→ **RECORDS PROVIDED**
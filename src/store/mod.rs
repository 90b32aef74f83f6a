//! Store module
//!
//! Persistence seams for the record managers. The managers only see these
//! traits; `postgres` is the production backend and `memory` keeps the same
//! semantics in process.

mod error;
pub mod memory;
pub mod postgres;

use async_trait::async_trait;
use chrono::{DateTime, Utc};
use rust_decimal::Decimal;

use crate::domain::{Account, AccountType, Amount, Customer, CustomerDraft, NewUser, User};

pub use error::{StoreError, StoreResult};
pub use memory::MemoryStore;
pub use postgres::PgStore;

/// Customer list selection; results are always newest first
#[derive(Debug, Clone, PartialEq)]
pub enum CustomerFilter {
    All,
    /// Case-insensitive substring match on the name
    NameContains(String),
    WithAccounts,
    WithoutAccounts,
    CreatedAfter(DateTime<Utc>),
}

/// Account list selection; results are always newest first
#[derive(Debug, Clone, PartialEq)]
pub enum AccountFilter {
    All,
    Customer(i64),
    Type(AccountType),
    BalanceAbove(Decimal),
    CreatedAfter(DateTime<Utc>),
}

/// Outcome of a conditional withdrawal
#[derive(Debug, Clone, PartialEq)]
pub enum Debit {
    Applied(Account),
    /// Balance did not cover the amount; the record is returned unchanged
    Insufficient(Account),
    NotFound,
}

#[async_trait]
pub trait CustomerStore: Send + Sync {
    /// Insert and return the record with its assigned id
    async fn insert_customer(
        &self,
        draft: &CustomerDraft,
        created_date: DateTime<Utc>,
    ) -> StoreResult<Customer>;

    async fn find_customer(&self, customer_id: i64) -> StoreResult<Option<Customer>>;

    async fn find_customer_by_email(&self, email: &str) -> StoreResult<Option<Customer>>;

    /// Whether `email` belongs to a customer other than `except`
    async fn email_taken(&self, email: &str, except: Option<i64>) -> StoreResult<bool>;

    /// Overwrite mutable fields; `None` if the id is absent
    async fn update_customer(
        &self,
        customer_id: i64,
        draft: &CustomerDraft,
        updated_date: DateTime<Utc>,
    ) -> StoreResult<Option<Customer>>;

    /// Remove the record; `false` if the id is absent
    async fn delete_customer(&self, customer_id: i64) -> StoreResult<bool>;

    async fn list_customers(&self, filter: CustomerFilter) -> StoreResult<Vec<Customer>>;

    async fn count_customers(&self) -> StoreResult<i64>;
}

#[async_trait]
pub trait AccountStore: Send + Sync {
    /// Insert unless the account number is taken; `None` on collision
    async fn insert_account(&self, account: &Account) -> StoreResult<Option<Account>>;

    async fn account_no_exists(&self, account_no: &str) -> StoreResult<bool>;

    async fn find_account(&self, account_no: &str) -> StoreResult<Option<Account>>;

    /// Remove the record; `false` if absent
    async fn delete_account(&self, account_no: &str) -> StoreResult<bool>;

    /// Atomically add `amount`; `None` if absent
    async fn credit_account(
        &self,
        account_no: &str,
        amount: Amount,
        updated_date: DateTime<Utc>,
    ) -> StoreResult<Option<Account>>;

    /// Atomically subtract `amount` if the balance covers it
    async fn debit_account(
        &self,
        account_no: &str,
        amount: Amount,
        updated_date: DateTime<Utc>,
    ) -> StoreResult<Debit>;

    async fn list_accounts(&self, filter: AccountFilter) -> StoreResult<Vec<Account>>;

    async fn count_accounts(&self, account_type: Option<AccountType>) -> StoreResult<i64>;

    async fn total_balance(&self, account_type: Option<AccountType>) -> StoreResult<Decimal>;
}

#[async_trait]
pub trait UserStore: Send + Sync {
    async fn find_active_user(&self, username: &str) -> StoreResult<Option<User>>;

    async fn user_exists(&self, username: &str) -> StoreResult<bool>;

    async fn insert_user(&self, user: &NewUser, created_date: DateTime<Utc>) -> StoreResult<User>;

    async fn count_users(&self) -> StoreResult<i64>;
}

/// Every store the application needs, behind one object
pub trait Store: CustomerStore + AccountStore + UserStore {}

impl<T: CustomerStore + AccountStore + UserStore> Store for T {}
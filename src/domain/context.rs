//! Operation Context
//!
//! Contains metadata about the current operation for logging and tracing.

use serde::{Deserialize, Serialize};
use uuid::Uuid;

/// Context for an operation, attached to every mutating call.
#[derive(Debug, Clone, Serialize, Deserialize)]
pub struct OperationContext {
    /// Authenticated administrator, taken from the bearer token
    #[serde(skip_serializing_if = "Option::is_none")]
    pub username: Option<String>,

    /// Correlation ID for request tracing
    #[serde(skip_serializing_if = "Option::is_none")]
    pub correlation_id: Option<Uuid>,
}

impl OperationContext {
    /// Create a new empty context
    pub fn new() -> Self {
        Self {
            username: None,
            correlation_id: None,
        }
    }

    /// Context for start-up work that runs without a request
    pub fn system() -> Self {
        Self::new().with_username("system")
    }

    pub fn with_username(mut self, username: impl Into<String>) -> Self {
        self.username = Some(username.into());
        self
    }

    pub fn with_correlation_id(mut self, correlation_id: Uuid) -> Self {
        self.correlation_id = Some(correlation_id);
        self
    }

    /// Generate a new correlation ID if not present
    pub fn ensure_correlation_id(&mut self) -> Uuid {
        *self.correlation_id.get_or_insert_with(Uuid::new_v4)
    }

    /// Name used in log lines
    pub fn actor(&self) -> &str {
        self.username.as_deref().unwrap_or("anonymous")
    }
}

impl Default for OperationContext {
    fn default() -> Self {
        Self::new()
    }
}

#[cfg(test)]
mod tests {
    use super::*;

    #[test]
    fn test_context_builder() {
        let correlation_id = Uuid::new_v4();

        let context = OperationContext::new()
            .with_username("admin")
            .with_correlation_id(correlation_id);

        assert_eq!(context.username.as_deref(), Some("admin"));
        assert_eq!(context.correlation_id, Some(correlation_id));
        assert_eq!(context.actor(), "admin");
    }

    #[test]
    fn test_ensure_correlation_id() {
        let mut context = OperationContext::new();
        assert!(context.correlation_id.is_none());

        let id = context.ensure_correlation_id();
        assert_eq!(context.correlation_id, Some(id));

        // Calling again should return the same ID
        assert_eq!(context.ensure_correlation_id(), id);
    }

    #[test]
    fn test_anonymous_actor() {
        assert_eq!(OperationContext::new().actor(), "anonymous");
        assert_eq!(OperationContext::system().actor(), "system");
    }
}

→ **TASK OBJECTIVE**
Could the data above be set down exactly, in full?

→ **TASK ANSWER**
filename src/store/mod.rs
repository 90b32aef74f83f6a
//! Store module
//!
//! Persistence seams for the record managers. The managers only see these
//! traits; `postgres` is the production backend and `memory` keeps the same
//! semantics in process.

mod error;
pub mod memory;
pub mod postgres;

use async_trait::async_trait;
use chrono::{DateTime, Utc};
use rust_decimal::Decimal;

use crate::domain::{Account, AccountType, Amount, Customer, CustomerDraft, NewUser, User};

pub use error::{StoreError, StoreResult};
pub use memory::MemoryStore;
pub use postgres::PgStore;

/// Customer list selection; results are always newest first
#[derive(Debug, Clone, PartialEq)]
pub enum CustomerFilter {
    All,
    /// Case-insensitive substring match on the name
    NameContains(String),
    WithAccounts,
    WithoutAccounts,
    CreatedAfter(DateTime<Utc>),
}

/// Account list selection; results are always newest first
#[derive(Debug, Clone, PartialEq)]
pub enum AccountFilter {
    All,
    Customer(i64),
    Type(AccountType),
    BalanceAbove(Decimal),
    CreatedAfter(DateTime<Utc>),
}

/// Outcome of a conditional withdrawal
#[derive(Debug, Clone, PartialEq)]
pub enum Debit {
    Applied(Account),
    /// Balance did not cover the amount; the record is returned unchanged
    Insufficient(Account),
    NotFound,
}

#[async_trait]
pub trait CustomerStore: Send + Sync {
    /// Insert and return the record with its assigned id
    async fn insert_customer(
        &self,
        draft: &CustomerDraft,
        created_date: DateTime<Utc>,
    ) -> StoreResult<Customer>;

    async fn find_customer(&self, customer_id: i64) -> StoreResult<Option<Customer>>;

    async fn find_customer_by_email(&self, email: &str) -> StoreResult<Option<Customer>>;

    /// Whether `email` belongs to a customer other than `except`
    async fn email_taken(&self, email: &str, except: Option<i64>) -> StoreResult<bool>;

    /// Overwrite mutable fields; `None` if the id is absent
    async fn update_customer(
        &self,
        customer_id: i64,
        draft: &CustomerDraft,
        updated_date: DateTime<Utc>,
    ) -> StoreResult<Option<Customer>>;

    /// Remove the record; `false` if the id is absent
    async fn delete_customer(&self, customer_id: i64) -> StoreResult<bool>;

    async fn list_customers(&self, filter: CustomerFilter) -> StoreResult<Vec<Customer>>;

    async fn count_customers(&self) -> StoreResult<i64>;
}

#[async_trait]
pub trait AccountStore: Send + Sync {
    /// Insert unless the account number is taken; `None` on collision
    async fn insert_account(&self, account: &Account) -> StoreResult<Option<Account>>;

    async fn account_no_exists(&self, account_no: &str) -> StoreResult<bool>;

    async fn find_account(&self, account_no: &str) -> StoreResult<Option<Account>>;

    /// Remove the record; `false` if absent
    async fn delete_account(&self, account_no: &str) -> StoreResult<bool>;

    /// Atomically add `amount`; `None` if absent
    async fn credit_account(
        &self,
        account_no: &str,
        amount: Amount,
        updated_date: DateTime<Utc>,
    ) -> StoreResult<Option<Account>>;

    /// Atomically subtract `amount` if the balance covers it
    async fn debit_account(
        &self,
        account_no: &str,
        amount: Amount,
        updated_date: DateTime<Utc>,
    ) -> StoreResult<Debit>;

    async fn list_accounts(&self, filter: AccountFilter) -> StoreResult<Vec<Account>>;

    async fn count_accounts(&self, account_type: Option<AccountType>) -> StoreResult<i64>;

    async fn total_balance(&self, account_type: Option<AccountType>) -> StoreResult<Decimal>;
}

#[async_trait]
pub trait UserStore: Send + Sync {
    async fn find_active_user(&self, username: &str) -> StoreResult<Option<User>>;

    async fn user_exists(&self, username: &str) -> StoreResult<bool>;

    async fn insert_user(&self, user: &NewUser, created_date: DateTime<Utc>) -> StoreResult<User>;

    async fn count_users(&self) -> StoreResult<i64>;
}

/// Every store the application needs, behind one object
pub trait Store: CustomerStore + AccountStore + UserStore {}

impl<T: CustomerStore + AccountStore + UserStore> Store for T {}
filename src/domain/context.rs
//! Operation Context
//!
//! Contains metadata about the current operation for logging and tracing.

use serde::{Deserialize, Serialize};
use uuid::Uuid;

/// Context for an operation, attached to every mutating call.
#[derive(Debug, Clone, Serialize, Deserialize)]
pub struct OperationContext {
    /// Authenticated administrator, taken from the bearer token
    #[serde(skip_serializing_if = "Option::is_none")]
    pub username: Option<String>,

    /// Correlation ID for request tracing
    #[serde(skip_serializing_if = "Option::is_none")]
    pub correlation_id: Option<Uuid>,
}

impl OperationContext {
    /// Create a new empty context
    pub fn new() -> Self {
        Self {
            username: None,
            correlation_id: None,
        }
    }

    /// Context for start-up work that runs without a request
    pub fn system() -> Self {
        Self::new().with_username("system")
    }

    pub fn with_username(mut self, username: impl Into<String>) -> Self {
        self.username = Some(username.into());
        self
    }

    pub fn with_correlation_id(mut self, correlation_id: Uuid) -> Self {
        self.correlation_id = Some(correlation_id);
        self
    }

    /// Generate a new correlation ID if not present
    pub fn ensure_correlation_id(&mut self) -> Uuid {
        *self.correlation_id.get_or_insert_with(Uuid::new_v4)
    }

    /// Name used in log lines
    pub fn actor(&self) -> &str {
        self.username.as_deref().unwrap_or("anonymous")
    }
}

impl Default for OperationContext {
    fn default() -> Self {
        Self::new()
    }
}

#[cfg(test)]
mod tests {
    use super::*;

    #[test]
    fn test_context_builder() {
        let correlation_id = Uuid::new_v4();

        let context = OperationContext::new()
            .with_username("admin")
            .with_correlation_id(correlation_id);

        assert_eq!(context.username.as_deref(), Some("admin"));
        assert_eq!(context.correlation_id, Some(correlation_id));
        assert_eq!(context.actor(), "admin");
    }

    #[test]
    fn test_ensure_correlation_id() {
        let mut context = OperationContext::new();
        assert!(context.correlation_id.is_none());

        let id = context.ensure_correlation_id();
        assert_eq!(context.correlation_id, Some(id));

        // Calling again should return the same ID
        assert_eq!(context.ensure_correlation_id(), id);
    }

    #[test]
    fn test_anonymous_actor() {
        assert_eq!(OperationContext::new().actor(), "anonymous");
        assert_eq!(OperationContext::system().actor(), "system");
    }
}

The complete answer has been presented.